MATERIAL FOR THIS TASK:
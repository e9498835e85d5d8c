//! Configuration loading and management for the payroll engine.
//!
//! This module loads the engine policy (payroll-type multipliers, context
//! defaults, parallelism threshold) from YAML, and optionally a concept
//! catalog and roster used to seed the in-memory collaborators.
//!
//! # Example
//!
//! ```no_run
//! use payroll_engine::config::ConfigLoader;
//!
//! let config = ConfigLoader::load("./config/default").unwrap();
//! println!("Parallel threshold: {}", config.engine().parallel_threshold);
//! ```

mod loader;
mod types;

pub use loader::ConfigLoader;
pub use types::{
    ConceptsFile, ContextDefaults, DEFAULT_PARALLEL_THRESHOLD, EngineConfig, WorkersFile,
};
fn tokenize(src: &str) -> Result<Vec<Token>, FormulaError> {
    let chars: Vec<char> = src.chars().collect();
    let mut tokens = Vec::new();
    let mut pos = 0usize;

    while pos < chars.len() {
        let c = chars[pos];

        if c.is_ascii_whitespace() {
            pos += 1;
            continue;
        }

        if c.is_ascii_digit() || c == '.' {
            let start = pos;
            while pos < chars.len() && (chars[pos].is_ascii_digit() || chars[pos] == '.') {
                pos += 1;
            }
            let literal: String = chars[start..pos].iter().collect();
            let value = parse_number(&literal)?;
            tokens.push(Token::Number(value));
            continue;
        }

        if c.is_ascii_alphabetic() || c == '_' {
            let start = pos;
            while pos < chars.len() && (chars[pos].is_ascii_alphanumeric() || chars[pos] == '_') {
                pos += 1;
            }
            tokens.push(Token::Ident(chars[start..pos].iter().collect()));
            continue;
        }

        let next = chars.get(pos + 1).copied();
        let (token, width) = match (c, next) {
            ('<', Some('=')) => (Token::Lte, 2),
            ('>', Some('=')) => (Token::Gte, 2),
            ('=', Some('=')) => (Token::EqEq, 2),
            ('!', Some('=')) => (Token::Neq, 2),
            ('<', _) => (Token::Lt, 1),
            ('>', _) => (Token::Gt, 1),
            ('+', _) => (Token::Plus, 1),
            ('-', _) => (Token::Minus, 1),
            ('*', _) => (Token::Star, 1),
            ('/', _) => (Token::Slash, 1),
            ('(', _) => (Token::LParen, 1),
            (')', _) => (Token::RParen, 1),
            (',', _) => (Token::Comma, 1),
            _ => return Err(FormulaError::DisallowedCharacter { ch: c, position: pos }),
        };
        tokens.push(token);
        pos += width;
    }

    Ok(tokens)
}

EXERCISE PROMPT:
Write out only the lines that run from the line containing "let literal: String" through the line containing "if c.is_ascii_alphabetic() ||", both included, exactly as they appear above.

ANSWER AREA:
            let literal: String = chars[start..pos].iter().collect();
            let value = parse_number(&literal)?;
            tokens.push(Token::Number(value));
            continue;
        }

        if c.is_ascii_alphabetic() || c == '_' {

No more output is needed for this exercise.